In 1961, she published a book titled "The Death and Life of Great American Cities". The book became a very significant publiciation in urban planning and is still read extensively by the professionals and the public interested in the field today. The book is a critical assessment of urban planning practices of the 1950s, which she asserted annihilated communities by creating isolated urban spaces.

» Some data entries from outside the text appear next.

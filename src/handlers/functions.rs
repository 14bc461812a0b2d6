//! Remote functions called by the dashboard. Every body names the user it acts
//! for, and that user must match the access token.

use crate::middlewares::authorize_user;
use crate::models::*;
use crate::services::{CredentialService, MessageService, TelegramLoginService};
use actix_web::{HttpRequest, HttpResponse, ResponseError, Result, web};
use serde::Serialize;
use serde_json::json;

fn ok<T: Serialize>(data: T) -> HttpResponse {
    HttpResponse::Ok().json(json!({
        "success": true,
        "data": data
    }))
}

#[utoipa::path(
    post,
    path = "/functions/validate-credentials",
    tag = "functions",
    request_body = ValidateCredentialsRequest,
    security(
        ("bearer_auth" = [])
    ),
    responses(
        (status = 200, description = "Validation outcome, including failures", body = ValidateCredentialsResponse)
    )
)]
pub async fn validate_credentials(
    credential_service: web::Data<CredentialService>,
    req: HttpRequest,
    request: web::Json<ValidateCredentialsRequest>,
) -> Result<HttpResponse> {
    let request = request.into_inner();
    if let Some(claimed) = request.user_id
        && authorize_user(&req, claimed).is_err()
    {
        return Ok(ok(ValidateCredentialsResponse::invalid(
            "User id does not match the signed-in user",
        )));
    }

    Ok(ok(credential_service.validate_credentials(request).await))
}

#[utoipa::path(
    post,
    path = "/functions/get-qr-token",
    tag = "functions",
    request_body = UserScopedRequest,
    security(
        ("bearer_auth" = [])
    ),
    responses(
        (status = 200, description = "Fresh single-use login token", body = QrTokenResponse),
        (status = 403, description = "User id does not match the token")
    )
)]
pub async fn get_qr_token(
    login_service: web::Data<TelegramLoginService>,
    req: HttpRequest,
    request: web::Json<UserScopedRequest>,
) -> Result<HttpResponse> {
    let user_id = match authorize_user(&req, request.user_id) {
        Ok(id) => id,
        Err(e) => return Ok(e.error_response()),
    };

    match login_service.create_qr_token(user_id).await {
        Ok(response) => Ok(ok(response)),
        Err(e) => Ok(e.error_response()),
    }
}

#[utoipa::path(
    post,
    path = "/functions/check-qr-status",
    tag = "functions",
    request_body = CheckQrStatusRequest,
    security(
        ("bearer_auth" = [])
    ),
    responses(
        (status = 200, description = "Current login status of the token", body = QrStatusResponse),
        (status = 403, description = "Token belongs to another user")
    )
)]
pub async fn check_qr_status(
    login_service: web::Data<TelegramLoginService>,
    req: HttpRequest,
    request: web::Json<CheckQrStatusRequest>,
) -> Result<HttpResponse> {
    let user_id = match authorize_user(&req, request.user_id) {
        Ok(id) => id,
        Err(e) => return Ok(e.error_response()),
    };

    match login_service.check_qr_status(user_id, &request.token).await {
        Ok(response) => Ok(ok(response)),
        Err(e) => Ok(e.error_response()),
    }
}

#[utoipa::path(
    post,
    path = "/functions/send-code",
    tag = "functions",
    request_body = SendCodeRequest,
    security(
        ("bearer_auth" = [])
    ),
    responses(
        (status = 200, description = "Login code sent", body = SendCodeResponse),
        (status = 400, description = "Malformed phone number"),
        (status = 502, description = "Telegram rejected the request")
    )
)]
pub async fn send_code(
    login_service: web::Data<TelegramLoginService>,
    req: HttpRequest,
    request: web::Json<SendCodeRequest>,
) -> Result<HttpResponse> {
    let user_id = match authorize_user(&req, request.user_id) {
        Ok(id) => id,
        Err(e) => return Ok(e.error_response()),
    };

    match login_service.send_code(user_id, &request.phone).await {
        Ok(response) => Ok(ok(response)),
        Err(e) => Ok(e.error_response()),
    }
}

#[utoipa::path(
    post,
    path = "/functions/verify-code",
    tag = "functions",
    request_body = VerifyCodeRequest,
    security(
        ("bearer_auth" = [])
    ),
    responses(
        (status = 200, description = "Signed in to Telegram", body = VerifyCodeResponse),
        (status = 400, description = "Malformed phone number or code"),
        (status = 502, description = "PHONE_CODE_INVALID, PHONE_CODE_EXPIRED or SESSION_PASSWORD_NEEDED")
    )
)]
pub async fn verify_code(
    login_service: web::Data<TelegramLoginService>,
    req: HttpRequest,
    request: web::Json<VerifyCodeRequest>,
) -> Result<HttpResponse> {
    if let Err(e) = authorize_user(&req, request.user_id) {
        return Ok(e.error_response());
    }

    match login_service.verify_code(request.into_inner()).await {
        Ok(response) => Ok(ok(response)),
        Err(e) => Ok(e.error_response()),
    }
}

#[utoipa::path(
    post,
    path = "/functions/get-telegram-credentials",
    tag = "functions",
    request_body = UserScopedRequest,
    security(
        ("bearer_auth" = [])
    ),
    responses(
        (status = 200, description = "Stored API id and hash, if any", body = TelegramCredentialsResponse)
    )
)]
pub async fn get_telegram_credentials(
    credential_service: web::Data<CredentialService>,
    req: HttpRequest,
    request: web::Json<UserScopedRequest>,
) -> Result<HttpResponse> {
    let user_id = match authorize_user(&req, request.user_id) {
        Ok(id) => id,
        Err(e) => return Ok(e.error_response()),
    };

    match credential_service.get_telegram_credentials(user_id).await {
        Ok(response) => Ok(ok(response)),
        Err(e) => Ok(e.error_response()),
    }
}

#[utoipa::path(
    post,
    path = "/functions/get-api-key",
    tag = "functions",
    request_body = GetApiKeyRequest,
    security(
        ("bearer_auth" = [])
    ),
    responses(
        (status = 200, description = "Stored key for the service, if any", body = ApiKeyResponse)
    )
)]
pub async fn get_api_key(
    credential_service: web::Data<CredentialService>,
    req: HttpRequest,
    request: web::Json<GetApiKeyRequest>,
) -> Result<HttpResponse> {
    let user_id = match authorize_user(&req, request.user_id) {
        Ok(id) => id,
        Err(e) => return Ok(e.error_response()),
    };

    match credential_service.get_api_key(user_id, &request.service).await {
        Ok(response) => Ok(ok(response)),
        Err(e) => Ok(e.error_response()),
    }
}

#[utoipa::path(
    post,
    path = "/functions/store-api-key",
    tag = "functions",
    request_body = StoreApiKeyRequest,
    security(
        ("bearer_auth" = [])
    ),
    responses(
        (status = 200, description = "Key stored", body = SuccessResponse),
        (status = 400, description = "Missing service or key")
    )
)]
pub async fn store_api_key(
    credential_service: web::Data<CredentialService>,
    req: HttpRequest,
    request: web::Json<StoreApiKeyRequest>,
) -> Result<HttpResponse> {
    let user_id = match authorize_user(&req, request.user_id) {
        Ok(id) => id,
        Err(e) => return Ok(e.error_response()),
    };

    match credential_service
        .store_api_key(user_id, &request.service, &request.api_key)
        .await
    {
        Ok(response) => Ok(ok(response)),
        Err(e) => Ok(e.error_response()),
    }
}

#[utoipa::path(
    post,
    path = "/functions/fetch-messages",
    tag = "functions",
    request_body = FetchMessagesRequest,
    security(
        ("bearer_auth" = [])
    ),
    responses(
        (status = 200, description = "Messages per handle; failed handles carry an error entry", body = FetchMessagesResponse)
    )
)]
pub async fn fetch_messages(
    message_service: web::Data<MessageService>,
    req: HttpRequest,
    request: web::Json<FetchMessagesRequest>,
) -> Result<HttpResponse> {
    if let Err(e) = authorize_user(&req, request.user_id) {
        return Ok(e.error_response());
    }

    match message_service.fetch_messages(request.into_inner()).await {
        Ok(response) => Ok(ok(response)),
        Err(e) => Ok(e.error_response()),
    }
}

pub fn functions_config(cfg: &mut web::ServiceConfig) {
    cfg.service(
        web::scope("/functions")
            .route("/validate-credentials", web::post().to(validate_credentials))
            .route("/get-qr-token", web::post().to(get_qr_token))
            .route("/check-qr-status", web::post().to(check_qr_status))
            .route("/send-code", web::post().to(send_code))
            .route("/verify-code", web::post().to(verify_code))
            .route("/get-telegram-credentials", web::post().to(get_telegram_credentials))
            .route("/get-api-key", web::post().to(get_api_key))
            .route("/store-api-key", web::post().to(store_api_key))
            .route("/fetch-messages", web::post().to(fetch_messages)),
    );
}
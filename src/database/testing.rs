//! In-memory SQLite schema for service tests, built straight from the entities.

use crate::entities::*;
use sea_orm::{ConnectOptions, ConnectionTrait, Database, DatabaseConnection, EntityTrait, Schema};

pub(crate) async fn memory_db() -> DatabaseConnection {
    // Every pooled connection would get its own memory database
    let mut options = ConnectOptions::new("sqlite::memory:".to_string());
    options.max_connections(1).min_connections(1).sqlx_logging(false);
    let db = Database::connect(options)
        .await
        .expect("open in-memory sqlite");

    create_table(&db, user_entity::Entity).await;
    create_table(&db, user_settings_entity::Entity).await;
    create_table(&db, telegram_credential_entity::Entity).await;
    create_table(&db, api_key_entity::Entity).await;
    create_table(&db, qr_login_token_entity::Entity).await;
    create_table(&db, telegram_session_entity::Entity).await;

    db
}

async fn create_table<E: EntityTrait>(db: &DatabaseConnection, entity: E) {
    let backend = db.get_database_backend();
    let schema = Schema::new(backend);
    let stmt = schema.create_table_from_entity(entity);
    db.execute(backend.build(&stmt))
        .await
        .expect("create table");
}
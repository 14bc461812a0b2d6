use actix_web::web;
use utoipa::OpenApi;
use utoipa::{
    Modify,
    openapi::security::{Http, HttpAuthScheme, SecurityScheme},
};
use utoipa_swagger_ui::SwaggerUi;

use crate::handlers;
use crate::models::*;

struct SecurityAddon;

impl Modify for SecurityAddon {
    fn modify(&self, openapi: &mut utoipa::openapi::OpenApi) {
        if let Some(components) = openapi.components.as_mut() {
            components.add_security_scheme(
                "bearer_auth",
                SecurityScheme::Http(Http::new(HttpAuthScheme::Bearer)),
            )
        }
    }
}

#[derive(OpenApi)]
#[openapi(
    paths(
        handlers::auth::google_login,
        handlers::auth::refresh,
        handlers::auth::logout,
        handlers::user::get_me,
        handlers::settings::get_settings,
        handlers::settings::update_settings,
        handlers::settings::disconnect_telegram,
        handlers::functions::validate_credentials,
        handlers::functions::get_qr_token,
        handlers::functions::check_qr_status,
        handlers::functions::send_code,
        handlers::functions::verify_code,
        handlers::functions::get_telegram_credentials,
        handlers::functions::get_api_key,
        handlers::functions::store_api_key,
        handlers::functions::fetch_messages,
    ),
    components(
        schemas(
            GoogleLoginRequest,
            UserResponse,
            AuthResponse,
            ValidateCredentialsRequest,
            ValidateCredentialsResponse,
            UserScopedRequest,
            QrTokenResponse,
            CheckQrStatusRequest,
            QrStatusResponse,
            ConfirmQrLoginRequest,
            SendCodeRequest,
            SendCodeResponse,
            VerifyCodeRequest,
            VerifyCodeResponse,
            TelegramCredentialsResponse,
            GetApiKeyRequest,
            ApiKeyResponse,
            StoreApiKeyRequest,
            SuccessResponse,
            FetchMessagesRequest,
            TelegramMessage,
            FetchMessagesResponse,
            ApiError,
        )
    ),
    modifiers(&SecurityAddon),
    tags(
        (name = "auth", description = "Google sign-in and token refresh"),
        (name = "user", description = "Signed-in user"),
        (name = "settings", description = "Per-user dashboard settings"),
        (name = "functions", description = "Telegram login, credentials and message fetch"),
    ),
    info(
        title = "Telegram Dashboard API",
        version = "0.1.0",
        description = "Backend for the Telegram dashboard: Google auth, Telegram login flows and message fetch",
    ),
    servers(
        (url = "/api/v1", description = "Local server")
    )
)]
pub struct ApiDoc;

pub fn swagger_config(cfg: &mut web::ServiceConfig) {
    cfg.service(
        SwaggerUi::new("/swagger-ui/{_:.*}").url("/api-docs/openapi.json", ApiDoc::openapi()),
    )
    .route(
        "/swagger-ui",
        web::get().to(|| async {
            actix_web::HttpResponse::Found()
                .append_header(("Location", "/swagger-ui/"))
                .finish()
        }),
    );
}

#[cfg(test)]
mod tests {
    use super::*;

    #[test]
    fn test_openapi_lists_function_routes() {
        let doc = ApiDoc::openapi();
        assert!(doc.paths.paths.contains_key("/functions/fetch-messages"));
        assert!(doc.paths.paths.contains_key("/settings/telegram/disconnect"));
        assert!(
            doc.components
                .as_ref()
                .is_some_and(|c| c.security_schemes.contains_key("bearer_auth"))
        );
    }
}
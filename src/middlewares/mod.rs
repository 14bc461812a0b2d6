pub mod auth;
pub mod cors;

pub use auth::{AuthMiddleware, AuthenticatedUser, authorize_user, current_user_id};
pub use cors::create_cors;
use sea_orm_migration::prelude::*;

#[derive(DeriveIden)]
enum Users {
    Table,
    Id,
    GoogleSub,
    Email,
    Name,
    PictureUrl,
    CreatedAt,
    UpdatedAt,
}

#[derive(DeriveIden)]
enum UserSettings {
    Table,
    UserId,
    Settings,
    UpdatedAt,
}

#[derive(DeriveMigrationName)]
pub struct Migration;

#[async_trait::async_trait]
impl MigrationTrait for Migration {
    async fn up(&self, manager: &SchemaManager) -> Result<(), DbErr> {
        manager
            .create_table(
                Table::create()
                    .table(Users::Table)
                    .if_not_exists()
                    .col(
                        ColumnDef::new(Users::Id)
                            .big_integer()
                            .not_null()
                            .auto_increment()
                            .primary_key(),
                    )
                    .col(ColumnDef::new(Users::GoogleSub).string().not_null())
                    .col(ColumnDef::new(Users::Email).string().not_null())
                    .col(ColumnDef::new(Users::Name).string().null())
                    .col(ColumnDef::new(Users::PictureUrl).string().null())
                    .col(
                        ColumnDef::new(Users::CreatedAt)
                            .timestamp_with_time_zone()
                            .default(Expr::current_timestamp()),
                    )
                    .col(
                        ColumnDef::new(Users::UpdatedAt)
                            .timestamp_with_time_zone()
                            .default(Expr::current_timestamp()),
                    )
                    .to_owned(),
            )
            .await?;

        manager
            .create_index(
                Index::create()
                    .if_not_exists()
                    .name("idx_users_google_sub_unique")
                    .table(Users::Table)
                    .col(Users::GoogleSub)
                    .unique()
                    .to_owned(),
            )
            .await?;

        // One settings blob per user, replaced wholesale on update
        manager
            .create_table(
                Table::create()
                    .table(UserSettings::Table)
                    .if_not_exists()
                    .col(
                        ColumnDef::new(UserSettings::UserId)
                            .big_integer()
                            .not_null()
                            .primary_key(),
                    )
                    .col(ColumnDef::new(UserSettings::Settings).text().not_null())
                    .col(
                        ColumnDef::new(UserSettings::UpdatedAt)
                            .timestamp_with_time_zone()
                            .default(Expr::current_timestamp()),
                    )
                    .to_owned(),
            )
            .await?;

        Ok(())
    }

    async fn down(&self, manager: &SchemaManager) -> Result<(), DbErr> {
        manager
            .drop_table(Table::drop().table(UserSettings::Table).to_owned())
            .await?;
        manager
            .drop_table(Table::drop().table(Users::Table).to_owned())
            .await
    }
}
use chrono::{DateTime, Utc};
use sea_orm::entity::prelude::*;

/// Per-user settings blob. `settings` holds the serialized JSON document.
#[derive(Clone, Debug, PartialEq, DeriveEntityModel, Eq)]
#[sea_orm(table_name = "user_settings")]
pub struct Model {
    #[sea_orm(primary_key, auto_increment = false)]
    pub user_id: i64,
    #[sea_orm(column_type = "Text")]
    pub settings: String,
    pub updated_at: Option<DateTime<Utc>>,
}

#[derive(Copy, Clone, Debug, EnumIter, DeriveRelation)]
pub enum Relation {}

impl ActiveModelBehavior for ActiveModel {}
use chrono::{DateTime, Utc};
use serde::{Deserialize, Serialize};
use std::collections::BTreeMap;
use utoipa::ToSchema;

pub const ERROR_SENTINEL_PREFIX: &str = "Error";

#[derive(Debug, Clone, Serialize, Deserialize, ToSchema)]
#[serde(rename_all = "camelCase")]
pub struct ValidateCredentialsRequest {
    #[schema(example = "123456")]
    pub api_id: String,
    #[schema(example = "0123456789abcdef0123456789abcdef")]
    pub api_hash: String,
    #[serde(default)]
    pub user_id: Option<i64>,
}

#[derive(Debug, Clone, Serialize, Deserialize, ToSchema, PartialEq)]
#[serde(rename_all = "camelCase")]
pub struct ValidateCredentialsResponse {
    pub valid: bool,
    pub message: String,
    #[serde(default, skip_serializing_if = "Option::is_none")]
    pub session: Option<String>,
}

impl ValidateCredentialsResponse {
    pub fn invalid(message: impl Into<String>) -> Self {
        Self {
            valid: false,
            message: message.into(),
            session: None,
        }
    }
}

#[derive(Debug, Clone, Serialize, Deserialize, ToSchema)]
#[serde(rename_all = "camelCase")]
pub struct UserScopedRequest {
    pub user_id: i64,
}

#[derive(Debug, Clone, Serialize, Deserialize, ToSchema)]
#[serde(rename_all = "camelCase")]
pub struct QrTokenResponse {
    pub token: String,
    /// URL to encode into the scannable QR image.
    pub qr_url: String,
    pub expires_at: DateTime<Utc>,
}

#[derive(Debug, Clone, Serialize, Deserialize, ToSchema)]
#[serde(rename_all = "camelCase")]
pub struct CheckQrStatusRequest {
    pub user_id: i64,
    pub token: String,
}

#[derive(Debug, Clone, Default, Serialize, Deserialize, ToSchema, PartialEq)]
#[serde(rename_all = "camelCase")]
pub struct QrStatusResponse {
    pub success: bool,
    #[serde(default, skip_serializing_if = "Option::is_none")]
    pub expired: Option<bool>,
    #[serde(default, skip_serializing_if = "Option::is_none")]
    pub session_id: Option<String>,
    #[serde(default, skip_serializing_if = "Option::is_none")]
    pub error: Option<String>,
}

impl QrStatusResponse {
    pub fn pending() -> Self {
        Self::default()
    }

    pub fn completed(session_id: String) -> Self {
        Self {
            success: true,
            session_id: Some(session_id),
            ..Self::default()
        }
    }

    pub fn expired() -> Self {
        Self {
            expired: Some(true),
            ..Self::default()
        }
    }

    pub fn failed(error: impl Into<String>) -> Self {
        Self {
            error: Some(error.into()),
            ..Self::default()
        }
    }
}

#[derive(Debug, Clone, Serialize, Deserialize, ToSchema)]
#[serde(rename_all = "camelCase")]
pub struct ConfirmQrLoginRequest {
    pub token: String,
    #[serde(default)]
    pub session_id: Option<String>,
}

#[derive(Debug, Clone, Serialize, Deserialize, ToSchema)]
#[serde(rename_all = "camelCase")]
pub struct SendCodeRequest {
    #[schema(example = "+15551234567")]
    pub phone: String,
    pub user_id: i64,
}

#[derive(Debug, Clone, Serialize, Deserialize, ToSchema)]
#[serde(rename_all = "camelCase")]
pub struct SendCodeResponse {
    pub success: bool,
    pub phone_code_hash: String,
}

#[derive(Debug, Clone, Serialize, Deserialize, ToSchema)]
#[serde(rename_all = "camelCase")]
pub struct VerifyCodeRequest {
    pub phone: String,
    pub code: String,
    pub phone_code_hash: String,
    pub user_id: i64,
}

#[derive(Debug, Clone, Serialize, Deserialize, ToSchema)]
#[serde(rename_all = "camelCase")]
pub struct VerifyCodeResponse {
    pub success: bool,
    pub session_id: String,
}

#[derive(Debug, Clone, Default, Serialize, Deserialize, ToSchema, PartialEq)]
#[serde(rename_all = "camelCase")]
pub struct TelegramCredentialsResponse {
    pub api_id: Option<String>,
    pub api_hash: Option<String>,
}

#[derive(Debug, Clone, Serialize, Deserialize, ToSchema)]
#[serde(rename_all = "camelCase")]
pub struct GetApiKeyRequest {
    pub user_id: i64,
    pub service: String,
}

#[derive(Debug, Clone, Serialize, Deserialize, ToSchema)]
#[serde(rename_all = "camelCase")]
pub struct ApiKeyResponse {
    pub api_key: Option<String>,
}

#[derive(Debug, Clone, Serialize, Deserialize, ToSchema)]
#[serde(rename_all = "camelCase")]
pub struct StoreApiKeyRequest {
    pub user_id: i64,
    pub service: String,
    pub api_key: String,
}

#[derive(Debug, Clone, Serialize, Deserialize, ToSchema)]
pub struct SuccessResponse {
    pub success: bool,
}

#[derive(Debug, Clone, Serialize, Deserialize, ToSchema)]
#[serde(rename_all = "camelCase")]
pub struct FetchMessagesRequest {
    pub handles: Vec<String>,
    pub user_id: i64,
    #[serde(default)]
    pub limit: Option<u32>,
}

#[derive(Debug, Clone, Serialize, Deserialize, ToSchema, PartialEq)]
#[serde(rename_all = "camelCase")]
pub struct TelegramMessage {
    pub id: i64,
    pub text: String,
    pub date: DateTime<Utc>,
    #[serde(default, skip_serializing_if = "Option::is_none")]
    pub sender: Option<String>,
}

impl TelegramMessage {
    /// Placeholder standing in for a handle whose fetch failed.
    pub fn error_sentinel(reason: &str) -> Self {
        Self {
            id: 0,
            text: format!("{ERROR_SENTINEL_PREFIX}: {reason}"),
            date: Utc::now(),
            sender: None,
        }
    }

    pub fn is_error_sentinel(&self) -> bool {
        self.id == 0 && self.text.starts_with(ERROR_SENTINEL_PREFIX)
    }
}

#[derive(Debug, Clone, Serialize, Deserialize, ToSchema)]
#[serde(rename_all = "camelCase")]
pub struct FetchMessagesResponse {
    pub messages: BTreeMap<String, Vec<TelegramMessage>>,
    /// Set when simulated data stands in for a real Telegram client.
    pub mock_mode: bool,
    pub successful_messages: usize,
}

#[cfg(test)]
mod tests {
    use super::*;

    #[test]
    fn test_error_sentinel() {
        let m = TelegramMessage::error_sentinel("USERNAME_NOT_OCCUPIED");
        assert_eq!(m.id, 0);
        assert_eq!(m.text, "Error: USERNAME_NOT_OCCUPIED");
        assert!(m.is_error_sentinel());

        let real = TelegramMessage {
            id: 42,
            text: "Error budget report".into(),
            date: Utc::now(),
            sender: None,
        };
        assert!(!real.is_error_sentinel());
    }

    #[test]
    fn test_qr_status_wire_shape() {
        let pending = serde_json::to_value(QrStatusResponse::pending()).unwrap();
        assert_eq!(pending, serde_json::json!({"success": false}));

        let done = serde_json::to_value(QrStatusResponse::completed("s1".into())).unwrap();
        assert_eq!(done, serde_json::json!({"success": true, "sessionId": "s1"}));

        let expired = serde_json::to_value(QrStatusResponse::expired()).unwrap();
        assert_eq!(expired, serde_json::json!({"success": false, "expired": true}));
    }
}
use crate::error::{AppError, AppResult};
use chrono::{Duration, Utc};
use jsonwebtoken::{Algorithm, DecodingKey, EncodingKey, Header, Validation, decode, encode};
use serde::{Deserialize, Serialize};

#[derive(Debug, Serialize, Deserialize)]
pub struct Claims {
    pub sub: String, // user_id
    pub email: String,
    pub exp: i64,
    pub iat: i64,
    pub token_type: String, // "access" or "refresh"
}

#[derive(Clone)]
pub struct JwtService {
    encoding_key: EncodingKey,
    decoding_key: DecodingKey,
    access_token_expires_in: i64,
    refresh_token_expires_in: i64,
}

impl JwtService {
    pub fn new(secret: &str, access_expires_in: i64, refresh_expires_in: i64) -> Self {
        Self {
            encoding_key: EncodingKey::from_secret(secret.as_bytes()),
            decoding_key: DecodingKey::from_secret(secret.as_bytes()),
            access_token_expires_in: access_expires_in,
            refresh_token_expires_in: refresh_expires_in,
        }
    }

    fn generate(&self, user_id: i64, email: &str, token_type: &str, ttl: i64) -> AppResult<String> {
        let now = Utc::now();
        let exp = now + Duration::seconds(ttl);

        let claims = Claims {
            sub: user_id.to_string(),
            email: email.to_string(),
            exp: exp.timestamp(),
            iat: now.timestamp(),
            token_type: token_type.to_string(),
        };

        encode(&Header::default(), &claims, &self.encoding_key).map_err(AppError::JwtError)
    }

    pub fn generate_access_token(&self, user_id: i64, email: &str) -> AppResult<String> {
        self.generate(user_id, email, "access", self.access_token_expires_in)
    }

    pub fn generate_refresh_token(&self, user_id: i64, email: &str) -> AppResult<String> {
        self.generate(user_id, email, "refresh", self.refresh_token_expires_in)
    }

    pub fn verify_token(&self, token: &str) -> AppResult<Claims> {
        let validation = Validation::new(Algorithm::HS256);
        decode::<Claims>(token, &self.decoding_key, &validation)
            .map(|data| data.claims)
            .map_err(AppError::JwtError)
    }

    pub fn verify_access_token(&self, token: &str) -> AppResult<Claims> {
        let claims = self.verify_token(token)?;

        if claims.token_type != "access" {
            return Err(AppError::AuthError("Invalid access token type".to_string()));
        }

        Ok(claims)
    }

    pub fn verify_refresh_token(&self, token: &str) -> AppResult<Claims> {
        let claims = self.verify_token(token)?;

        if claims.token_type != "refresh" {
            return Err(AppError::AuthError("Invalid refresh token type".to_string()));
        }

        Ok(claims)
    }

    pub fn get_access_token_expires_in(&self) -> i64 {
        self.access_token_expires_in
    }
}
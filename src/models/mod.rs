pub mod common;
pub mod settings;
pub mod telegram;
pub mod user;

pub use common::*;
pub use settings::*;
pub use telegram::*;
pub use user::*;
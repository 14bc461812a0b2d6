use crate::config::GoogleConfig;
use crate::error::{AppError, AppResult};
use reqwest::Client;
use serde::Deserialize;

const GOOGLE_ISSUERS: [&str; 2] = ["accounts.google.com", "https://accounts.google.com"];

/// Identity extracted from a verified Google ID token.
#[derive(Debug, Clone, PartialEq, Eq)]
pub struct GoogleIdentity {
    pub sub: String,
    pub email: String,
    pub name: Option<String>,
    pub picture: Option<String>,
}

#[derive(Clone)]
pub struct GoogleIdentityService {
    http: Client,
    cfg: GoogleConfig,
}

impl GoogleIdentityService {
    pub fn new(cfg: GoogleConfig) -> Self {
        let http = Client::builder()
            .user_agent("tgdash-backend/google")
            .build()
            .unwrap_or_else(|_| Client::new());
        Self { http, cfg }
    }

    /// Verifies the ID token against Google's tokeninfo endpoint.
    pub async fn verify_id_token(&self, id_token: &str) -> AppResult<GoogleIdentity> {
        if id_token.is_empty() {
            return Err(AppError::ValidationError("Missing identity token".into()));
        }
        if id_token.len() > 4096 {
            return Err(AppError::ValidationError("Invalid identity token".into()));
        }

        let resp = self
            .http
            .get(&self.cfg.tokeninfo_url)
            .query(&[("id_token", id_token)])
            .send()
            .await?;

        let status = resp.status();
        if !status.is_success() {
            let body = resp.text().await.unwrap_or_default();
            log::warn!("Google tokeninfo rejected token: HTTP {} {}", status.as_u16(), body);
            return Err(AppError::AuthError("Invalid Google identity token".into()));
        }

        let info: TokenInfo = resp.json().await?;
        self.check_claims(info)
    }

    fn check_claims(&self, info: TokenInfo) -> AppResult<GoogleIdentity> {
        if !GOOGLE_ISSUERS.contains(&info.iss.as_str()) {
            return Err(AppError::AuthError("Unexpected token issuer".into()));
        }
        if !self.cfg.client_id.is_empty() && info.aud != self.cfg.client_id {
            return Err(AppError::AuthError("Token was issued for another client".into()));
        }
        let email = info
            .email
            .ok_or_else(|| AppError::AuthError("Token carries no email".into()))?;
        if info.email_verified.as_deref() == Some("false") {
            return Err(AppError::AuthError("Google email is not verified".into()));
        }

        Ok(GoogleIdentity {
            sub: info.sub,
            email,
            name: info.name,
            picture: info.picture,
        })
    }
}

#[derive(Debug, Deserialize)]
struct TokenInfo {
    iss: String,
    aud: String,
    sub: String,
    #[serde(default)]
    email: Option<String>,
    // tokeninfo encodes booleans as strings
    #[serde(default)]
    email_verified: Option<String>,
    #[serde(default)]
    name: Option<String>,
    #[serde(default)]
    picture: Option<String>,
}
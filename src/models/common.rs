use serde::{Deserialize, Serialize};
use utoipa::ToSchema;

/// Response envelope shared by every endpoint.
#[derive(Debug, Serialize, Deserialize)]
#[serde(bound(deserialize = "T: Deserialize<'de>"))]
pub struct ApiResponse<T> {
    pub success: bool,
    #[serde(default, skip_serializing_if = "Option::is_none")]
    pub data: Option<T>,
    #[serde(default, skip_serializing_if = "Option::is_none")]
    pub message: Option<String>,
    #[serde(default, skip_serializing_if = "Option::is_none")]
    pub error: Option<ApiError>,
}

#[derive(Debug, Clone, Serialize, Deserialize, ToSchema)]
pub struct ApiError {
    pub code: String,
    pub message: String,
}

impl<T> ApiResponse<T> {
    pub fn success(data: T) -> Self {
        Self {
            success: true,
            data: Some(data),
            message: None,
            error: None,
        }
    }

    pub fn success_with_message(data: T, message: String) -> Self {
        Self {
            success: true,
            data: Some(data),
            message: Some(message),
            error: None,
        }
    }
}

Jacobs supported the eradication of zoning laws in urban areas. She also strongly argued in her book that the cities are the primary movers of economic development. Jacobs also attempted to introduce new ideologies of urban planning and rebuilding that were different and even opposite from those taught in the existing schools of architecture and planning. Jacobs' work has influenced a lot of people and is often referenced by urban geographers. Her exploration of why studying cities as they are to create and maintain cities which are a good place to live, rather than blindly developing cities in ways that urban planners think cities ought to be is a seemingly obvious, but apt criticism. She left the U.S. in 1968 for Toronto, Canada. Her anti-freeway activities also heavily influenced Vancouver's urban planning, leading to Jacobs having been called "the mother of Vancouverism".

Challenges

Some of the concepts proposed by Jane Jacobs have been criticized. Although the planning ideas proposed were praised as being universal, they have been so far criticized as being inapplicable when the city population grows from 1 million to 10 million as it has been witnessed in most developing countries. It suggests that the ideas are only applicable to cities similar in size to New York where Jacobs developed the ideas. According to Tyler Cowen, an Economist, Jacobs ideas failed to address problems of scale or infrastructure and argues that many economist disagree with some of the approaches proposed by Jacobs for development. Jane Jacobs was also criticized as not having any college degree or formal training in urban planning.

Death and Legacy

Jane Jacobs died on April 25, 2006, aged 89 in Toronto Western Hospital. Jacobs has been credited with inspiring the New Urbanist movement. She was a significant influence on radical centralist and decentralist thought. Jacobs saw her legacy as having contributed to economic theory, but it is in urban planning where her strongest influence has been felt.